- Opening Delimiter -

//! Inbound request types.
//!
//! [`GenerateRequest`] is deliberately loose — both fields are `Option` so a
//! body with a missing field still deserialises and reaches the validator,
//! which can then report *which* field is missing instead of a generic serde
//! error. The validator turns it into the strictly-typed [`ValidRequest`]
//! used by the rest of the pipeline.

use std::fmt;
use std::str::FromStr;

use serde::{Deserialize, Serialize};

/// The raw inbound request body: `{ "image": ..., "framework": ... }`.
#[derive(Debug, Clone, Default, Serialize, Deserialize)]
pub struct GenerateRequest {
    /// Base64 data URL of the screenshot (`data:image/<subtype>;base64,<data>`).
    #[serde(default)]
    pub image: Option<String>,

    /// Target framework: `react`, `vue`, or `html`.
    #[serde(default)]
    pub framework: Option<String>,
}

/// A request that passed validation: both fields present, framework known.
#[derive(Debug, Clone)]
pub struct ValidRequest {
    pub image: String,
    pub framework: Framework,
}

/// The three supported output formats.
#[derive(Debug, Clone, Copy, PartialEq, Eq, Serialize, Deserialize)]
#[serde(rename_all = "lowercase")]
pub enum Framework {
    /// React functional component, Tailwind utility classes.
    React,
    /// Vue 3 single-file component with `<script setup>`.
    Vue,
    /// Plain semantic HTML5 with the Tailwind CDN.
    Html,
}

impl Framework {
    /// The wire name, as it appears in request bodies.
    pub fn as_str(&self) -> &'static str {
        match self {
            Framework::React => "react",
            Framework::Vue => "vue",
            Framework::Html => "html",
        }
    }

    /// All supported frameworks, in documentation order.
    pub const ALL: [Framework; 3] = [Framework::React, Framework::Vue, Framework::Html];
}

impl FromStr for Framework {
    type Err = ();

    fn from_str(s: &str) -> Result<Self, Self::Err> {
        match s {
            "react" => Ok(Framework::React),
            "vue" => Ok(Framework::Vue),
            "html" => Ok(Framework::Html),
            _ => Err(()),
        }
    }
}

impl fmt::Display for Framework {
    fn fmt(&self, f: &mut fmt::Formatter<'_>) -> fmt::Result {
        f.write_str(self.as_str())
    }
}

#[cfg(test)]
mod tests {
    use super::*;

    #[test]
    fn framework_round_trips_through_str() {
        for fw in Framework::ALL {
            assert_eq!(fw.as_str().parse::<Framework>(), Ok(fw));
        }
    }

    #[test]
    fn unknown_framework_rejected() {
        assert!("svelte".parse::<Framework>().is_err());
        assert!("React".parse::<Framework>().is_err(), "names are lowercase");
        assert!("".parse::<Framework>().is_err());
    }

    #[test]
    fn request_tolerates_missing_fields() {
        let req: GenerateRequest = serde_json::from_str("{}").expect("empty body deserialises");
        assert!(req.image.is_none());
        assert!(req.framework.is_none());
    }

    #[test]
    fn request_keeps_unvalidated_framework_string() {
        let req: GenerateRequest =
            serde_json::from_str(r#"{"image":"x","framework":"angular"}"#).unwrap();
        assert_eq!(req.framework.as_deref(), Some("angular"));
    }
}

- Closing Delimiter -

**Problem to solve:** With the first line of the records as the start and the line holding "use std::str::FromStr;" as the end, please copy exactly those lines and no others.

**Task response:**
//! Inbound request types.
//!
//! [`GenerateRequest`] is deliberately loose — both fields are `Option` so a
//! body with a missing field still deserialises and reaches the validator,
//! which can then report *which* field is missing instead of a generic serde
//! error. The validator turns it into the strictly-typed [`ValidRequest`]
//! used by the rest of the pipeline.

use std::fmt;
use std::str::FromStr;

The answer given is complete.